**DATASET CONTENT**
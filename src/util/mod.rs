use crate::config::EvaluationConfig;
use crate::evaluation::{MatchStatistics, ReprojectionSummary};
use crate::matching::{CandidateMatch, Keypoint, Neighbor};
use image::RgbImage;
use serde::{Deserialize, Serialize};
use std::fs::{self, File};
use std::io::{Read, Write};
use std::path::Path;

#[derive(thiserror::Error, Debug)]
pub enum UtilError {
    #[error("IO Error: {0}")]
    Io(#[from] std::io::Error),
    #[error("Image error: {0}")]
    Image(#[from] image::ImageError),
    #[error("CSV error: {0}")]
    Csv(#[from] csv::Error),
    #[error("JSON error: {0}")]
    Json(#[from] serde_json::Error),
}

/// Ensure the parent directory of `path` exists
pub fn ensure_parent_dir(path: &str) -> Result<(), UtilError> {
    if let Some(parent) = Path::new(path).parent() {
        if !parent.as_os_str().is_empty() && !parent.exists() {
            fs::create_dir_all(parent)?;
        }
    }
    Ok(())
}

/// Load an image from file as 8-bit RGB
///
/// # Arguments
///
/// * `image_path` - Path to the image file
///
/// # Returns
///
/// * `Result<RgbImage, UtilError>` - Loaded RGB image
pub fn load_image(image_path: &str) -> Result<RgbImage, UtilError> {
    let img = image::open(image_path)?;
    Ok(img.to_rgb8())
}

/// Save an image, creating the output directory when needed
pub fn save_image(image: &RgbImage, path: &str) -> Result<(), UtilError> {
    ensure_parent_dir(path)?;
    image.save(path)?;
    Ok(())
}

/// Read keypoints from CSV with the header `x,y,size`
pub fn read_keypoints<R: Read>(reader: R) -> Result<Vec<Keypoint>, UtilError> {
    let mut csv_reader = csv::ReaderBuilder::new().trim(csv::Trim::All).from_reader(reader);
    let mut keypoints = Vec::new();
    for record in csv_reader.deserialize() {
        keypoints.push(record?);
    }
    Ok(keypoints)
}

pub fn load_keypoints(path: &str) -> Result<Vec<Keypoint>, UtilError> {
    read_keypoints(File::open(path)?)
}

/// One row of the candidate match CSV.
#[derive(Debug, Deserialize)]
struct CandidateRecord {
    query_index: usize,
    best_index: usize,
    best_distance: f64,
    second_index: Option<usize>,
    second_distance: Option<f64>,
}

impl From<CandidateRecord> for CandidateMatch {
    fn from(record: CandidateRecord) -> Self {
        let mut neighbors = vec![Neighbor {
            reference_index: record.best_index,
            distance: record.best_distance,
        }];
        if let (Some(reference_index), Some(distance)) =
            (record.second_index, record.second_distance)
        {
            neighbors.push(Neighbor {
                reference_index,
                distance,
            });
        }
        CandidateMatch {
            query_index: record.query_index,
            neighbors,
        }
    }
}

/// Read ranked candidate matches from CSV.
///
/// The header is `query_index,best_index,best_distance,second_index,second_distance`.
/// The two `second_*` columns may be left empty for queries with a single neighbor.
pub fn read_candidate_matches<R: Read>(reader: R) -> Result<Vec<CandidateMatch>, UtilError> {
    let mut csv_reader = csv::ReaderBuilder::new().trim(csv::Trim::All).from_reader(reader);
    let mut matches = Vec::new();
    for record in csv_reader.deserialize::<CandidateRecord>() {
        matches.push(record?.into());
    }
    Ok(matches)
}

pub fn load_candidate_matches(path: &str) -> Result<Vec<CandidateMatch>, UtilError> {
    read_candidate_matches(File::open(path)?)
}

/// Stage timings of one evaluation run, in milliseconds
#[derive(Debug, Clone, Default, Serialize, Deserialize)]
pub struct StageTimings {
    pub matching_ms: f64,
    pub verification_ms: f64,
    pub visualization_ms: Option<f64>,
}

/// Summary of one evaluation run, exported as JSON
#[derive(Debug, Clone, Serialize, Deserialize)]
pub struct EvaluationReport {
    pub keypoints1: usize,
    pub keypoints_n: usize,
    pub statistics: MatchStatistics,
    pub inlier_reprojection: Option<ReprojectionSummary>,
    pub timings: StageTimings,
    pub config: EvaluationConfig,
}

/// Print the results table
pub fn display_report(report: &EvaluationReport) {
    println!("Matching Results");
    println!("*******************************");
    println!("{:<38}\t{}", "# Keypoints 1:", report.keypoints1);
    println!("{:<38}\t{}", "# Keypoints N:", report.keypoints_n);
    println!("{}", report.statistics);
    if let Some(summary) = &report.inlier_reprojection {
        println!("{:<38}\t{:.4}", "Inlier Reprojection Mean (px):", summary.mean);
        println!("{:<38}\t{:.4}", "Inlier Reprojection RMSE (px):", summary.rmse);
    }
    println!("{:<38}\t{:.3}", "Time Matching (ms):", report.timings.matching_ms);
    println!(
        "{:<38}\t{:.3}",
        "Time Verification (ms):", report.timings.verification_ms
    );
    if let Some(ms) = report.timings.visualization_ms {
        println!("{:<38}\t{:.3}", "Time Visualization (ms):", ms);
    }
    println!();
}

/// Export the report as pretty-printed JSON
///
/// # Arguments
///
/// * `report` - Evaluation summary
/// * `path` - Output file; missing parent directories are created
///
/// # Returns
///
/// * `Result<(), UtilError>` - Success or error
pub fn export_report(report: &EvaluationReport, path: &str) -> Result<(), UtilError> {
    ensure_parent_dir(path)?;
    let mut file = File::create(path)?;
    let json = serde_json::to_string_pretty(report)?;
    writeln!(file, "{json}")?;
    Ok(())
}
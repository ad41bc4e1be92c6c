//! Match Evaluation Library
//!
//! Evaluates keypoint correspondences produced by an external feature
//! detector and matcher against a known ground-truth homography:
//! - Homography loading and normalization
//! - Nearest-neighbor distance ratio (NNDR) filtering of ranked matches
//! - Inlier classification by reprojection error
//! - Match statistics
//! - Side-by-side visualization of inlier correspondences
//!
//! Detection, description, descriptor matching and homography estimation are
//! left to the caller.

pub mod config;
pub mod evaluation;
pub mod homography;
pub mod matching;
pub mod util;
pub mod visualization;

// Re-export commonly used types
pub use config::{ConfigError, EvaluationConfig};
pub use evaluation::{
    classify_inliers, compute_stats, EvaluationError, MatchStatistics, ReprojectionSummary,
};
pub use homography::{load_homography, Homography, HomographyError};
pub use matching::{
    filter_nndr, CandidateMatch, Correspondences, Keypoint, MatchingError, Neighbor,
};
pub use visualization::{compose_side_by_side, mark_keypoints, Palette, SideBySideLayout};
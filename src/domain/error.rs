use thiserror::Error;

#[derive(Debug, Error)]
pub enum PayError {
    #[error("validation: {0}")]
    Validation(String),

    #[error("not found: {0}")]
    NotFound(String),

    #[error("a pending payment already exists for this document")]
    DuplicatePendingPayment,

    #[error("refund not eligible: {0}")]
    RefundNotEligible(String),

    #[error("payment gateway unreachable: {0}")]
    GatewayUnavailable(String),

    #[error("payment gateway error: {0}")]
    Gateway(String),

    #[error("invalid webhook signature")]
    InvalidSignature,

    #[error("missing or malformed authentication headers")]
    MissingAuthHeaders,

    #[error("malformed event body: {0}")]
    MalformedEventBody(String),

    #[error("unauthorized")]
    Unauthorized,

    #[error("database: {0}")]
    Database(#[from] sqlx::Error),

    #[error("serialization: {0}")]
    Serialization(#[from] serde_json::Error),
}
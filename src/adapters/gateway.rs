use {
    crate::adapters::signing,
    crate::domain::{document::DocumentKind, error::PayError},
    async_trait::async_trait,
    chrono::{DateTime, Utc},
    serde_json::{Value, json},
    std::time::Duration,
    uuid::Uuid,
};

const GATEWAY_TIMEOUT: Duration = Duration::from_secs(30);

/// Gateway credentials and endpoints, injected at construction so tests
/// can substitute fixtures. Never read from globals.
#[derive(Debug, Clone)]
pub struct GatewayConfig {
    pub base_url: String,
    /// `X-Login` business identifier; also the login used to verify
    /// inbound webhook signatures.
    pub login: String,
    /// `X-Trans-Key` header value.
    pub trans_key: String,
    /// HMAC secret, used as a UTF-8 string.
    pub secret: String,
    /// Base for post-checkout redirect URLs.
    pub frontend_url: String,
}

/// A freshly created payment order.
#[derive(Debug, Clone)]
pub struct CreatedOrder {
    pub checkout_url: String,
    pub public_code: String,
    pub order_id: String,
    pub expires_at: Option<String>,
    pub status: String,
}

/// One item of the business event feed used by reconciliation polling.
#[derive(Debug, Clone)]
pub struct FeedEvent {
    pub event_type: String,
    pub created_at: Option<DateTime<Utc>>,
    pub payload: Value,
}

#[derive(Debug, Clone)]
pub struct WebhookConfig {
    pub webhook_url: Option<String>,
    pub configured_categories: Vec<String>,
    pub available_categories: Vec<String>,
}

/// Outbound gateway surface. The HTTP client implements it for the real
/// gateway; tests install a stub.
#[async_trait]
pub trait Gateway: Send + Sync {
    async fn create_order(
        &self,
        amount: i64,
        document_id: Uuid,
        kind: DocumentKind,
    ) -> Result<CreatedOrder, PayError>;

    async fn recent_events(&self) -> Result<Vec<FeedEvent>, PayError>;

    async fn webhook_config(&self) -> Result<WebhookConfig, PayError>;

    async fn update_webhook_config(
        &self,
        webhook_url: &str,
        categories: &[String],
    ) -> Result<WebhookConfig, PayError>;
}

pub struct GatewayClient {
    http: reqwest::Client,
    config: GatewayConfig,
}

impl GatewayClient {
    pub fn new(config: GatewayConfig) -> Self {
        let http = reqwest::Client::builder()
            .timeout(GATEWAY_TIMEOUT)
            .build()
            .expect("failed to build gateway http client");
        Self { http, config }
    }

    /// The order description carries the document id; webhook events that
    /// lose every other reference still correlate through it.
    pub fn order_description(kind: DocumentKind, document_id: Uuid) -> String {
        format!("{kind} fee - document {document_id}")
    }

    fn signed(&self, request: reqwest::RequestBuilder, body: &Value) -> reqwest::RequestBuilder {
        let x_date = signing::x_date_now();
        let signature =
            signing::sign_request(&self.config.secret, &self.config.login, &x_date, body);
        request
            .header("X-Login", &self.config.login)
            .header("X-Trans-Key", &self.config.trans_key)
            .header("X-Date", x_date)
            .header(
                "Authorization",
                format!("V2-HMAC-SHA256, Signature: {signature}"),
            )
    }

    fn redirect_urls(&self, document_id: Uuid) -> Value {
        let front = self.config.frontend_url.trim_end_matches('/');
        json!({
            "success_redirect_url": format!("{front}/app/documents/{document_id}?payment=success"),
            "pending_redirect_url": format!("{front}/app/documents/{document_id}?payment=pending"),
            "cancel_redirect_url": format!("{front}/app/documents?payment=cancelled&document_id={document_id}"),
            "error_redirect_url": format!("{front}/app/documents?payment=error&document_id={document_id}"),
        })
    }
}

/// Timeouts and connection failures are `GatewayUnavailable` (surfaced as
/// 502, caller decides about retrying); anything else is a gateway error.
fn transport_error(err: reqwest::Error) -> PayError {
    if err.is_timeout() || err.is_connect() {
        PayError::GatewayUnavailable(err.to_string())
    } else {
        PayError::Gateway(err.to_string())
    }
}

fn string_field(value: &Value, field: &str) -> Option<String> {
    match value.get(field) {
        Some(Value::String(s)) => Some(s.clone()),
        Some(Value::Number(n)) => Some(n.to_string()),
        _ => None,
    }
}

fn string_list(value: &Value, field: &str) -> Vec<String> {
    value
        .get(field)
        .and_then(Value::as_array)
        .map(|items| {
            items
                .iter()
                .filter_map(Value::as_str)
                .map(str::to_string)
                .collect()
        })
        .unwrap_or_default()
}

fn parse_webhook_config(body: &Value) -> WebhookConfig {
    WebhookConfig {
        webhook_url: string_field(body, "webhook_url"),
        configured_categories: string_list(body, "configured_categories"),
        available_categories: string_list(body, "available_categories"),
    }
}

#[async_trait]
impl Gateway for GatewayClient {
    async fn create_order(
        &self,
        amount: i64,
        document_id: Uuid,
        kind: DocumentKind,
    ) -> Result<CreatedOrder, PayError> {
        let urls = self.redirect_urls(document_id);
        let payload = json!({
            "amount": amount,
            // Country code must be upper case or the gateway rejects it.
            "country_iso_code": "CO",
            "issue": Self::order_description(kind, document_id),
            "success_redirect_url": urls["success_redirect_url"],
            "pending_redirect_url": urls["pending_redirect_url"],
            "cancel_redirect_url": urls["cancel_redirect_url"],
            "error_redirect_url": urls["error_redirect_url"],
        });

        let url = format!("{}/api/businesses/payment_orders", self.config.base_url);
        let response = self
            .signed(self.http.post(&url), &payload)
            .json(&payload)
            .send()
            .await
            .map_err(transport_error)?;

        let status = response.status();
        let body: Value = response.json().await.map_err(transport_error)?;

        if !status.is_success() {
            tracing::error!(%status, %body, "payment order creation rejected");
            return Err(PayError::Gateway(format!(
                "order creation failed: HTTP {status}"
            )));
        }

        // Response shape: {"data": {"id", "type", "attributes": {...}}}.
        let data = body.get("data").cloned().unwrap_or(Value::Null);
        let attributes = data.get("attributes").cloned().unwrap_or(Value::Null);

        let order = CreatedOrder {
            checkout_url: string_field(&attributes, "url")
                .ok_or_else(|| PayError::Gateway("order response missing checkout url".into()))?,
            public_code: string_field(&attributes, "public_code")
                .ok_or_else(|| PayError::Gateway("order response missing public_code".into()))?,
            order_id: string_field(&data, "id")
                .ok_or_else(|| PayError::Gateway("order response missing order id".into()))?,
            expires_at: string_field(&attributes, "expires_at"),
            status: string_field(&attributes, "status").unwrap_or_else(|| "pending".into()),
        };

        tracing::info!(
            public_code = %order.public_code,
            order_id = %order.order_id,
            amount,
            "payment order created"
        );
        Ok(order)
    }

    async fn recent_events(&self) -> Result<Vec<FeedEvent>, PayError> {
        let url = format!("{}/api/businesses/events", self.config.base_url);
        let empty = json!({});
        let response = self
            .signed(self.http.get(&url), &empty)
            .send()
            .await
            .map_err(transport_error)?;

        let status = response.status();
        let body: Value = response.json().await.map_err(transport_error)?;
        if !status.is_success() {
            return Err(PayError::Gateway(format!(
                "event feed failed: HTTP {status}"
            )));
        }

        let events = body
            .get("events")
            .and_then(Value::as_array)
            .map(|events| {
                events
                    .iter()
                    .map(|event| FeedEvent {
                        event_type: string_field(event, "event_type").unwrap_or_default(),
                        created_at: event
                            .get("created_at")
                            .and_then(Value::as_str)
                            .and_then(|s| DateTime::parse_from_rfc3339(s).ok())
                            .map(|dt| dt.with_timezone(&Utc)),
                        payload: event.get("payload").cloned().unwrap_or(Value::Null),
                    })
                    .collect()
            })
            .unwrap_or_default();

        Ok(events)
    }

    async fn webhook_config(&self) -> Result<WebhookConfig, PayError> {
        let url = format!("{}/api/businesses/webhooks", self.config.base_url);
        let empty = json!({});
        let response = self
            .signed(self.http.get(&url), &empty)
            .send()
            .await
            .map_err(transport_error)?;

        let status = response.status();
        let body: Value = response.json().await.map_err(transport_error)?;
        if !status.is_success() {
            return Err(PayError::Gateway(format!(
                "webhook config fetch failed: HTTP {status}"
            )));
        }
        Ok(parse_webhook_config(&body))
    }

    async fn update_webhook_config(
        &self,
        webhook_url: &str,
        categories: &[String],
    ) -> Result<WebhookConfig, PayError> {
        let payload = json!({
            "webhook_url": webhook_url,
            "categories": categories,
        });
        let url = format!("{}/api/businesses/webhooks", self.config.base_url);
        let response = self
            .signed(self.http.put(&url), &payload)
            .json(&payload)
            .send()
            .await
            .map_err(transport_error)?;

        let status = response.status();
        let body: Value = response.json().await.map_err(transport_error)?;
        if !status.is_success() {
            return Err(PayError::Gateway(format!(
                "webhook config update failed: HTTP {status}"
            )));
        }
        tracing::info!(webhook_url, ?categories, "gateway webhook config updated");
        Ok(parse_webhook_config(&body))
    }
}

#[cfg(test)]
mod tests {
    use super::*;

    #[test]
    fn order_description_embeds_document_id() {
        let id = Uuid::now_v7();
        let description = GatewayClient::order_description(DocumentKind::Tutela, id);
        assert_eq!(description, format!("Tutela fee - document {id}"));

        let description = GatewayClient::order_description(DocumentKind::PetitionRight, id);
        assert!(description.starts_with("Right of Petition fee"));
        assert!(description.ends_with(&id.to_string()));
    }
}
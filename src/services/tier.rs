use {
    crate::domain::{
        error::PayError,
        user::{SessionLimits, Tier, UserAccount},
    },
    crate::infra::store::Store,
    serde::Serialize,
};

/// Session quota view for a user: base limits from the tier plus today's
/// bonus credits.
#[derive(Debug, Serialize)]
pub struct QuotaView {
    pub tier: Tier,
    pub tier_level: u8,
    pub limits: SessionLimits,
    pub bonus_sessions_today: i64,
    pub sessions_available_today: i64,
}

pub fn quota_for(user: &UserAccount) -> QuotaView {
    let limits = user.tier.session_limits();
    QuotaView {
        tier: user.tier,
        tier_level: user.tier.level(),
        bonus_sessions_today: user.bonus_sessions_today,
        sessions_available_today: limits.sessions_per_day + user.bonus_sessions_today,
        limits,
    }
}

/// Batch recomputation of every user's weekly count and tier. Idempotent;
/// running it twice yields the same tiers as running it once, and it
/// converges with the request-time recomputation done at settlement.
pub async fn recalculate_all(store: &dyn Store) -> Result<u64, PayError> {
    let updated = store.recalculate_all_tiers().await?;
    tracing::info!(users = updated, "tier recalculation batch finished");
    Ok(updated)
}

/// Midnight reset of per-day bonus session credits.
pub async fn reset_daily_bonuses(store: &dyn Store) -> Result<u64, PayError> {
    let reset = store.reset_bonus_sessions().await?;
    if reset > 0 {
        tracing::info!(users = reset, "daily bonus sessions reset");
    }
    Ok(reset)
}
use {
    super::error::PayError,
    chrono::{DateTime, Utc},
    derive_more::Display,
    serde::{Deserialize, Serialize},
    uuid::Uuid,
};

/// Kinds of legal document the platform produces.
#[derive(Debug, Clone, Copy, Display, Serialize, Deserialize, PartialEq, Eq)]
#[serde(rename_all = "snake_case")]
pub enum DocumentKind {
    #[display("Tutela")]
    Tutela,
    #[display("Right of Petition")]
    PetitionRight,
}

impl DocumentKind {
    pub fn as_str(&self) -> &'static str {
        match self {
            Self::Tutela => "tutela",
            Self::PetitionRight => "petition_right",
        }
    }
}

impl TryFrom<&str> for DocumentKind {
    type Error = PayError;

    fn try_from(s: &str) -> Result<Self, Self::Error> {
        match s {
            "tutela" => Ok(Self::Tutela),
            "petition_right" => Ok(Self::PetitionRight),
            other => Err(PayError::Validation(format!(
                "unknown document kind: {other}"
            ))),
        }
    }
}

#[derive(Debug, Clone, Copy, Display, Serialize, Deserialize, PartialEq, Eq)]
#[serde(rename_all = "snake_case")]
pub enum RefundDecision {
    #[display("approved")]
    Approved,
    #[display("rejected")]
    Rejected,
}

impl RefundDecision {
    pub fn as_str(&self) -> &'static str {
        match self {
            Self::Approved => "approved",
            Self::Rejected => "rejected",
        }
    }
}

/// One entry of the append-only refund history on a document.
#[derive(Debug, Clone, Serialize, Deserialize, PartialEq, Eq)]
pub struct RefundRecord {
    pub decision: RefundDecision,
    pub requested_at: Option<DateTime<Utc>>,
    pub motive: Option<String>,
    pub evidence_ref: Option<String>,
    pub admin_comment: String,
    pub decided_at: DateTime<Utc>,
}

/// Payment-relevant view of a generated document. Content and generation
/// live elsewhere; this subsystem owns the unlock and refund sub-state.
#[derive(Debug, Clone, Serialize)]
pub struct Document {
    pub id: Uuid,
    pub user_id: Uuid,
    pub kind: DocumentKind,
    pub unlocked: bool,
    pub unlocked_at: Option<DateTime<Utc>>,
    pub refund_requested: bool,
    pub refund_requested_at: Option<DateTime<Utc>>,
    pub rejection_reason: Option<String>,
    pub evidence_ref: Option<String>,
    pub admin_comment: Option<String>,
    pub refund_history: Vec<RefundRecord>,
}

impl Document {
    pub fn new(id: Uuid, user_id: Uuid, kind: DocumentKind) -> Self {
        Self {
            id,
            user_id,
            kind,
            unlocked: false,
            unlocked_at: None,
            refund_requested: false,
            refund_requested_at: None,
            rejection_reason: None,
            evidence_ref: None,
            admin_comment: None,
            refund_history: Vec::new(),
        }
    }

    /// Snapshot the current request into a history record. Called at
    /// decision time, before the request fields are cleared.
    pub fn history_record(
        &self,
        decision: RefundDecision,
        admin_comment: &str,
        decided_at: DateTime<Utc>,
    ) -> RefundRecord {
        RefundRecord {
            decision,
            requested_at: self.refund_requested_at,
            motive: self.rejection_reason.clone(),
            evidence_ref: self.evidence_ref.clone(),
            admin_comment: admin_comment.to_string(),
            decided_at,
        }
    }
}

**ACTIVITY**
From the listing above, work out the number of lines that contain "directory" and give only that.

**EXERCISE RESPONSE**
2